After intermission, we heard Khachaturian’s famous ballet music from Spartacus (Suite No. 2).  The ballet was written in 1956 in the Kremlin-approved style of Soviet populist realism (lots of good tunes, melodies, and a cautionary message – a Roman slave rebelling against his captors, eventually to be betrayed and killed.)   In their playing, the musicians brought Khachaturian’s vivid score to full-Technicolor splendor: the sweepingly romantic strings in the famous ''Adagio of Phrygia and Spartacus'', the bursts of xylophone and percussion in the “Entrance of the Merchants”, and the wild “Dance of the Pirates”.

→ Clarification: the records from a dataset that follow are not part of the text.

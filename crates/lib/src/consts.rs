//! Crate-wide constants.

/// Application name, used for directory names and user-facing output.
pub const APP_NAME: &str = "cake";

/// File name searched for when a script needs its configuration located.
pub const DEFAULT_CONFIG_SCRIPT_NAME: &str = "config.cake";

/// Directory (relative to a configuration's base directory) holding dependency records.
pub const DEPENDENCY_DIR: &str = ".cake/deps";

/// Version of the on-disk dependency record format.
///
/// Bump whenever `DependencyInfo` changes shape; records written with another
/// version are treated as stale rather than parsed best-effort.
pub const DEPENDENCY_INFO_VERSION: u32 = 1;

/// Number of hex characters kept from a SHA-256 digest when naming records.
pub const OBJ_HASH_PREFIX_LEN: usize = 20;
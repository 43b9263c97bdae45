//! The incremental-build primitive.

use serde::Serialize;
use tracing::debug;

use super::{Script, ScriptError, ScriptTool};
use crate::configuration::Configuration;
use crate::depinfo::BuildArgs;
use crate::engine::Task;
use crate::target::{FileTarget, Source, get_paths_and_tasks};

/// What [`ScriptTool::run`] hands back.
#[derive(Debug, Clone)]
pub enum RunOutput {
  /// No targets were given: the raw task.
  Task(Task),
  /// One target per requested path, all produced by the same task.
  Targets(Vec<FileTarget>),
}

impl RunOutput {
  /// The task doing the build.
  pub fn task(&self) -> Option<&Task> {
    match self {
      RunOutput::Task(task) => Some(task),
      RunOutput::Targets(targets) => targets.first().and_then(|t| t.task.as_ref()),
    }
  }

  pub fn targets(&self) -> &[FileTarget] {
    match self {
      RunOutput::Task(_) => &[],
      RunOutput::Targets(targets) => targets,
    }
  }

  pub fn into_targets(self) -> Vec<FileTarget> {
    match self {
      RunOutput::Task(_) => Vec::new(),
      RunOutput::Targets(targets) => targets,
    }
  }
}

impl ScriptTool {
  /// Schedule `func` as a build action that only runs when needed.
  ///
  /// The action starts after every source's producing task. With targets, it
  /// first consults the dependency record of the first target: when the
  /// record says the targets are up to date for these `args` and sources,
  /// `func` is skipped. After `func` succeeds a fresh record is stored. A
  /// failing `func` leaves the old record in place, so the next build retries.
  ///
  /// The calling script does not complete until the action has.
  pub fn run<F, A>(
    &self,
    cx: &Script,
    func: F,
    args: A,
    targets: Option<Vec<String>>,
    sources: &[Source],
  ) -> Result<RunOutput, ScriptError>
  where
    F: FnOnce() -> anyhow::Result<()> + Send + 'static,
    A: Serialize,
  {
    self.run_scanned(cx, move || func().map(|()| Vec::new()), args, targets, sources)
  }

  /// Like [`ScriptTool::run`], for actions that find further inputs while
  /// running. `func` returns those paths; they are recorded alongside the
  /// sources, so changing one of them makes the targets stale.
  pub fn run_scanned<F, A>(
    &self,
    cx: &Script,
    func: F,
    args: A,
    targets: Option<Vec<String>>,
    sources: &[Source],
  ) -> Result<RunOutput, ScriptError>
  where
    F: FnOnce() -> anyhow::Result<Vec<String>> + Send + 'static,
    A: Serialize,
  {
    let (source_paths, source_tasks) = get_paths_and_tasks(sources);
    let args = serde_json::to_value(args).map_err(ScriptError::Args)?;
    let build_args = BuildArgs::new(args, source_paths);

    let engine = self.engine()?;
    let configuration = self.configuration().clone();
    let primary = targets.clone().unwrap_or_default();
    let task = engine.create_task(move || build_if_stale(&configuration, func, &build_args, &primary));
    task.start_after(&source_tasks)?;
    cx.complete_after(&task);

    Ok(match targets {
      Some(targets) => RunOutput::Targets(
        targets
          .into_iter()
          .map(|path| FileTarget::new(path, Some(task.clone())))
          .collect(),
      ),
      None => RunOutput::Task(task),
    })
  }
}

fn build_if_stale<F>(configuration: &Configuration, func: F, args: &BuildArgs, targets: &[String]) -> anyhow::Result<()>
where
  F: FnOnce() -> anyhow::Result<Vec<String>>,
{
  if let Some(primary) = targets.first() {
    match configuration.check_dependency_info(primary, args) {
      Ok((_, None)) => {
        debug!(path = %primary, "up to date");
        return Ok(());
      }
      Ok((_, Some(reason))) => debug!(path = %primary, "building '{}' because {}", primary, reason),
      Err(err) if err.is_not_found() => debug!(path = %primary, "building '{}': no dependency record", primary),
      Err(err) => return Err(err.into()),
    }
  }

  let discovered: Vec<String> = func()?
    .iter()
    .map(|path| configuration.abspath(path).to_string_lossy().into_owned())
    .collect();

  if !targets.is_empty() {
    let info = configuration
      .create_dependency_info(targets, args)?
      .with_discovered(&discovered)?;
    configuration.store_dependency_info(&info)?;
  }
  Ok(())
}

Stravinsky’s Firebird Suite (1919 version) was a contrasting introvert work to follow the Spartacus’ uninhibited display of revelry.  It is a work of seductive beauty draped in shimmering, fragrant Orientalism.  Edusei’s Firebird memorably breathed the exotic perfumed air in the opening dance and the Princesses’ round dance, scared the cat in the villainous Kashchei’s “Infernal Dance”, projected a lush calm in the “Lullaby” (with limpid oboe, clarinet and bassoon) and, lastly, rejoiced rapturously in the new dawn of the final tableau.


Truman C. Wang is Editor-in-Chief of Classical Voice, whose articles have appeared in the Pasadena Star-News, San Gabriel Valley Tribune, other Southern California publications, as well as the Hawaiian Chinese Daily. He studied Integrative Biology and Music at U.C. Berkeley.